La Cananéenne, en jouant son va-tout sur Jésus lui a fait devancer momentanément l’heure des païens. La foi de cette païenne est le signe avant-coureur de l’entrée des païens dans l’Eglise. Elle annonce un salut qui sera Bonne Nouvelle pour tous. Le festin du Royaume s’ouvrira à tous. Mais tous n’y entreront pas durant le temps de l’histoire. Mais, qu’en savons-nous ? Les croyants d’autres religions témoignent d’une foi telle, qu’ils nous stimulent dans notre foi de disciples. Laissons-leur la porte entrouverte. Ils ont peut-être recueilli davantage que des miettes tombées de la Table de la Parole et du Pain partagé.

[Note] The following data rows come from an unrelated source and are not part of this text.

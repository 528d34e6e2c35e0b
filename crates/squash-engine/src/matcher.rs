//! Asset eligibility by name

use squash_config::{PluginOptions, RuleSet};
use squash_types::AssetInfo;

/// Decides which assets a pass compresses
#[derive(Debug, Clone, Default)]
pub struct RuleMatcher {
    test: RuleSet,
    include: RuleSet,
    exclude: RuleSet,
}

impl RuleMatcher {
    /// Matcher over the rule sets of `options`
    pub fn new(options: &PluginOptions) -> Self {
        Self {
            test: options.test.clone(),
            include: options.include.clone(),
            exclude: options.exclude.clone(),
        }
    }

    /// Check the name against the rules alone.
    ///
    /// `test` and `include` must each have a matching rule unless empty, and
    /// no `exclude` rule may match.
    pub fn matches(&self, name: &str) -> bool {
        (self.test.is_empty() || self.test.matches_any(name))
            && (self.include.is_empty() || self.include.matches_any(name))
            && !self.exclude.matches_any(name)
    }

    /// Check whether an asset should be compressed
    pub fn eligible(&self, name: &str, info: &AssetInfo) -> bool {
        !info.compressed && self.matches(name)
    }
}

« Pendant la guerre d’Algérie, un jeune Français du contingent reçoit l’ordre de donner à manger à un prisonnier algérien. Cet homme était resté accroché au mur, les bras en croix, deux jours durant. Il était d’une maigreur extrême. Lorsqu’on lui apporte à manger, il sort une main de sa djellaba et montre le soleil qui n’était pas encore couché, pour faire comprendre que ce n’était pas encore l’heure. C’était le temps du ramadan. Il l’a fait avec une telle dignité que les Français en ont été impressionnés. Deux jours plus tard, il a été libéré. Il y avait eu erreur, ce n’est pas lui qui était recherché ».
Il y a l’islam qui fait peur. Il y a aussi l’islam qui façonne des hommes de foi. C’est l’Esprit qui a inspiré à la Cananéenne de placer toute sa confiance en Jésus. Il est à l’œuvre dans la vie des hommes et des femmes de bonne volonté. Travaillons ensemble, en artisans de paix, à construire le Royaume de Dieu qui vient.